HISTÓRIA DA MEDICINA artigo 42

POR DENTRO DO HOSPITAL MILITAR DA BAHIA NO ANO DE 1827

Dr. Antonio Carlos Nogueira Britto
Vice-presidente do Instituto Bahiano de História da Medicina e Ciências Afins.
Fundado em 29 de novembro de 1946

ASPECTOS INÉDITOS DO DIA-A-DIA DOS ATENDIMENTOS DE URGÊNCIA E NOS PROCEDIMENTOS DA ADMINISTRAÇÃO NOSOCOMIAL.

ANTELÓQUIO

Manhã de segunda-feira, 12 de dezembro de 2005

Era uma precordialgia súbita, pânica, lancinante, crudelíssima, que se irradiava para a mandíbula, seu corpo e seus dois ramos ascendentes, apófises coronóides e côndilos e alcançando as estruturas esqueléticas e fibrocartilaginosas e ósseas dos condutos auditivos externos. Afligia-me o iminente prenúncio de morte súbita pela dor formidanda, extremamente angustiante, que castigava a tábua do meu peito como se calcada e rasgada estivesse pelas patas ponderosas de colossal Leviatã.  

Aterrorizado pelo auto-diagnóstico, em via pública, dentro de meia hora encontrava-me defronte de minha casa de residência, no arrabalde da Barra, apeando-me de um velho e pachorrento carro de aluguel, tendo ao “guidon” um provecto “chauffeur” de praça.

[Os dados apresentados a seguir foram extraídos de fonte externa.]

//! Shared types: documents, retrieval handles, cancellation

mod cancellation;
mod document;

pub use cancellation::CancellationToken;
pub use document::{value_kind, ChangeEvent, CloseFn, ConfigMap, Retrieved, WatcherFn};
//! In-memory document provider

use std::collections::HashMap;

use async_trait::async_trait;
use parking_lot::RwLock;

use super::error::{ConfigError, ConfigResult};
use super::traits::DocumentProvider;
use crate::types::{CancellationToken, ConfigMap, Retrieved, WatcherFn};

/// Document provider serving documents from memory, keyed by location
///
/// Useful for tests and for hosts that assemble configuration in code.
#[derive(Debug, Default)]
pub struct MemoryProvider {
    documents: RwLock<HashMap<String, ConfigMap>>,
}

impl MemoryProvider {
    /// Create an empty provider
    pub fn new() -> Self {
        Self::default()
    }

    /// Create a provider with one document
    pub fn with_document(location: impl Into<String>, document: ConfigMap) -> Self {
        let provider = Self::new();
        provider.insert(location, document);
        provider
    }

    /// Set the document at a location, replacing any previous one
    pub fn insert(&self, location: impl Into<String>, document: ConfigMap) {
        self.documents.write().insert(location.into(), document);
    }

    /// Remove the document at a location
    pub fn remove(&self, location: &str) -> Option<ConfigMap> {
        self.documents.write().remove(location)
    }

    /// Remove all documents
    pub fn clear(&self) {
        self.documents.write().clear();
    }

    pub fn len(&self) -> usize {
        self.documents.read().len()
    }

    pub fn is_empty(&self) -> bool {
        self.documents.read().is_empty()
    }
}

#[async_trait]
impl DocumentProvider for MemoryProvider {
    async fn retrieve(
        &self,
        cancel: &CancellationToken,
        location: &str,
        _watcher: Option<WatcherFn>,
    ) -> ConfigResult<Retrieved> {
        if cancel.is_cancelled() {
            return Err(ConfigError::Cancelled);
        }
        let location = location.strip_prefix("memory:").unwrap_or(location);
        self.documents
            .read()
            .get(location)
            .cloned()
            .map(Retrieved::from_map)
            .ok_or_else(|| ConfigError::DocumentNotFound(location.to_string()))
    }

    fn scheme(&self) -> &str {
        "memory"
    }
}
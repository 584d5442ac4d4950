//! Reference expression syntax
//!
//! A string value may point at a config source instead of holding a literal:
//!
//! - `${type:selector}` anywhere inside a string
//! - `${type:selector?key=value&flag}` with retrieval parameters
//! - `$type:selector` when it makes up the entire string
//! - `$$` for a literal `$`
//!
//! `type` starts with a letter and contains only ASCII alphanumerics and
//! `_ . / -`. Anything else after `$` (for example `${HOME}`) is literal text.

use serde_json::Value;

use crate::provider::{ConfigError, ConfigResult};
use crate::types::ConfigMap;

/// A parsed pointer at a config source value
#[derive(Debug, Clone, PartialEq)]
pub struct Reference {
    /// Type name of the config source
    pub source_type: String,
    /// Key passed to the source
    pub selector: String,
    /// Retrieval parameters, when the expression had a `?` part
    pub params: Option<ConfigMap>,
}

impl Reference {
    pub fn new(source_type: impl Into<String>, selector: impl Into<String>) -> Self {
        Self {
            source_type: source_type.into(),
            selector: selector.into(),
            params: None,
        }
    }

    pub fn with_params(mut self, params: ConfigMap) -> Self {
        self.params = Some(params);
        self
    }
}

/// One piece of a string containing embedded references
#[derive(Debug, Clone, PartialEq)]
pub enum Segment {
    Literal(String),
    Reference(Reference),
}

/// How a string value relates to config sources
#[derive(Debug, Clone, PartialEq)]
pub enum ParsedString {
    /// No references; the unescaped text
    Literal(String),
    /// The entire string is a single reference; the value replaces the node as-is
    Whole(Reference),
    /// Literal text interleaved with references; values are rendered into the text
    Template(Vec<Segment>),
}

/// Classify a string value
pub fn parse_string(input: &str) -> ConfigResult<ParsedString> {
    if let Some(reference) = parse_bare(input)? {
        return Ok(ParsedString::Whole(reference));
    }

    let mut segments = parse_segments(input)?;
    let references = segments
        .iter()
        .filter(|s| matches!(s, Segment::Reference(_)))
        .count();

    if references == 0 {
        let text = segments
            .into_iter()
            .filter_map(|s| match s {
                Segment::Literal(text) => Some(text),
                Segment::Reference(_) => None,
            })
            .collect();
        return Ok(ParsedString::Literal(text));
    }
    if segments.len() == 1 {
        if let Some(Segment::Reference(reference)) = segments.pop() {
            return Ok(ParsedString::Whole(reference));
        }
    }
    Ok(ParsedString::Template(segments))
}

/// `$type:selector` spanning the whole string
fn parse_bare(input: &str) -> ConfigResult<Option<Reference>> {
    let Some(body) = input.strip_prefix('$') else {
        return Ok(None);
    };
    if body.starts_with('{') || body.starts_with('$') || body.chars().any(char::is_whitespace) {
        return Ok(None);
    }
    if !is_reference_body(body) {
        return Ok(None);
    }
    parse_body(input, body).map(Some)
}

fn parse_segments(input: &str) -> ConfigResult<Vec<Segment>> {
    let mut segments = Vec::new();
    let mut literal = String::new();
    let mut rest = input;

    while let Some(pos) = rest.find('$') {
        literal.push_str(&rest[..pos]);
        let after = &rest[pos + 1..];

        if let Some(tail) = after.strip_prefix('$') {
            literal.push('$');
            rest = tail;
        } else if let Some(inner) = after.strip_prefix('{') {
            let Some(close) = inner.find('}') else {
                return Err(ConfigError::invalid_reference(input, "unterminated \"${\""));
            };
            let body = &inner[..close];
            if is_reference_body(body) {
                if !literal.is_empty() {
                    segments.push(Segment::Literal(std::mem::take(&mut literal)));
                }
                segments.push(Segment::Reference(parse_body(input, body)?));
            } else {
                literal.push_str("${");
                literal.push_str(body);
                literal.push('}');
            }
            rest = &inner[close + 1..];
        } else {
            literal.push('$');
            rest = after;
        }
    }

    literal.push_str(rest);
    if !literal.is_empty() {
        segments.push(Segment::Literal(literal));
    }
    Ok(segments)
}

/// Whether `body` starts with `<type>:`
fn is_reference_body(body: &str) -> bool {
    match body.split_once(':') {
        Some((source_type, _)) => is_valid_type(source_type),
        None => false,
    }
}

fn is_valid_type(source_type: &str) -> bool {
    let mut chars = source_type.chars();
    match chars.next() {
        Some(c) if c.is_ascii_alphabetic() => {}
        _ => return false,
    }
    chars.all(|c| c.is_ascii_alphanumeric() || matches!(c, '_' | '.' | '/' | '-'))
}

fn parse_body(expression: &str, body: &str) -> ConfigResult<Reference> {
    let (source_type, rest) = body
        .split_once(':')
        .ok_or_else(|| ConfigError::invalid_reference(expression, "missing \":\" after source type"))?;

    let (selector, query) = match rest.split_once('?') {
        Some((selector, query)) => (selector, Some(query)),
        None => (rest, None),
    };
    if selector.is_empty() {
        return Err(ConfigError::invalid_reference(expression, "empty selector"));
    }

    let mut reference = Reference::new(source_type, selector);
    if let Some(query) = query {
        reference.params = Some(parse_params(expression, query)?);
    }
    Ok(reference)
}

/// `a=1&b&a=2` → `{"a": ["1", "2"], "b": true}`
fn parse_params(expression: &str, query: &str) -> ConfigResult<ConfigMap> {
    let mut params = ConfigMap::new();
    for pair in query.split('&').filter(|p| !p.is_empty()) {
        let (key, value) = match pair.split_once('=') {
            Some((key, value)) => (key, Value::String(value.to_string())),
            None => (pair, Value::Bool(true)),
        };
        if key.is_empty() {
            return Err(ConfigError::invalid_reference(expression, "parameter with empty name"));
        }
        match params.get_mut(key) {
            Some(Value::Array(values)) => values.push(value),
            Some(existing) => {
                let first = existing.take();
                *existing = Value::Array(vec![first, value]);
            }
            None => {
                params.insert(key.to_string(), value);
            }
        }
    }
    Ok(params)
}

Minha filha, sem tardança, conduziu-me, no seu automóvel, até o setor de emergência do Hospital Português, abençoado “Asklepieion”.

Atendido com presteza, lhaneza e proficiência, sedou-me a dor, em poucos minutos, o láudano ministrado.

Senti-me, provavelmente pela ação do fármaco do láudano, obnubilado e sonolento, experimentando fenômenos de deslumbramento e de trevas, perturbação da consciência e dos sentidos, entregando-me a devaneios, fantasias, e quimeras, manifestações oníricas amortalhadas por funéreos crepes de névoas espessas e densas e, às vezes, cintilantes.

Encontrei-me, arrastando-me, lasso, em um sinistro, sombrio e profundo vale lacrimoso dos mortos. Escutava urros, infinitos ais, gemidos, brados de dor e de ira, pois a eles não lhes era permitido o descanso da morte.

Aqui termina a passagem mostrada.